Little New Year (), also known as the Festival of the Kitchen God, is a festival in the traditional lunisolar Chinese calendar. It honors the Kitchen God and takes place on the 23rd or 24th day of the twelfth month in the Chinese calendar, which corresponds to roughly a week before the Chinese New Year.

Traditional Activities 

 Sacrifices to the Kitchen God

When little new year rolls around the Jade Emperor decides accordingly to the family's yearly behavior to decide if he will reward or punish them. The Kitchen God serves as the messenger to report back to the Jade Emperor. Folks burn a paper image of the god in order to dispatch his spirit into heaven to do so and afterwards they put a new image next to the stove to welcome him back in order to oversee and protect the family again. While that happens, sacrifices are made to him in hopes to seal his mouth and leading him to only saying good things about the family.

 House Cleaning

House cleaning happens between the eighth day of the last lunar month (when Laba Festival happens) and Little New Year, Chinese beliefs call for folks to clean themselves and their housing since it is said that ghosts and spirits must either return to Heaven or stay on Earth. So to ensure that they leave, people clean every corner of their home. During this time, the house is also cleaned with the goal of making it anti-virus so the new year does not start with a sickness.

 Eating Guandong Candy

Guandong candy is a treat made of glutinous millet and sprouted wheat. It is said that if your mouth was full of candy you wouldn't be able to bad-mouth others.
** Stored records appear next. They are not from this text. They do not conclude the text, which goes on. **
//! # Store
//!
//! Durable record storage behind the `RecordStore` contract, plus the
//! dead-letter log used by the persistence sink.
//!
//! - `MemoryStore`: in-process rows, for local runs and tests
//! - `SqliteStore`: one table, one row per write, blocking calls off the runtime
//! - `AnyStore`: backend chosen from configuration
//! - `FileDeadLetter` / `MemoryDeadLetter`

mod dead_letter;
mod error;
mod memory;
mod sqlite;

pub use dead_letter::{DeadLetterEntry, FileDeadLetter, MemoryDeadLetter};
pub use error::StoreError;
pub use memory::MemoryStore;
pub use sqlite::SqliteStore;

use contracts::{ContractError, PersistenceConfig, Record, RecordStore, StoreKind, StoredRecord};

/// Store backend selected at startup
pub enum AnyStore {
    Memory(MemoryStore),
    Sqlite(SqliteStore),
}

impl AnyStore {
    /// Open the backend named by the persistence configuration.
    pub fn from_config(config: &PersistenceConfig) -> Result<Self, StoreError> {
        match config.store {
            StoreKind::Memory => Ok(Self::Memory(MemoryStore::new())),
            StoreKind::Sqlite => {
                let path = config.sqlite_path.as_ref().ok_or_else(|| {
                    ContractError::config_validation(
                        "persistence.sqlite_path",
                        "sqlite store requires sqlite_path",
                    )
                })?;
                Ok(Self::Sqlite(SqliteStore::open(path)?))
            }
        }
    }
}

impl RecordStore for AnyStore {
    fn kind(&self) -> &'static str {
        match self {
            Self::Memory(store) => store.kind(),
            Self::Sqlite(store) => store.kind(),
        }
    }

    async fn insert(&self, record: &Record) -> Result<(), ContractError> {
        match self {
            Self::Memory(store) => store.insert(record).await,
            Self::Sqlite(store) => store.insert(record).await,
        }
    }

    async fn latest(&self, vehicle_id: &str) -> Result<Option<StoredRecord>, ContractError> {
        match self {
            Self::Memory(store) => store.latest(vehicle_id).await,
            Self::Sqlite(store) => store.latest(vehicle_id).await,
        }
    }
}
 Pasting Paper Cuts to The Window

Similarly to the kitchen god picture, the old paper cuts are taken down and then new ones are put up and it is an indication to the beginning of spring. The paper cuts are usually of the word 福 indicating the peoples wish for a lucky year. The cut is also usually up side down since in Chinese up side downs sounds like "to arrive" so they are wishing for luck to arrive.

 Spring Festival Preparation

The preparation process has to be all done in advance. There is a wide variety to things to do and prepare with most of them revolving around the word "new", often new clothing. Things like firecrackers are bought to use as celebration and a popular item is the red envelopes since it is the peoples belief for the young ones to "respect the elderly" and in return the elderly "love the youth", usually it is money inside the red envelopes.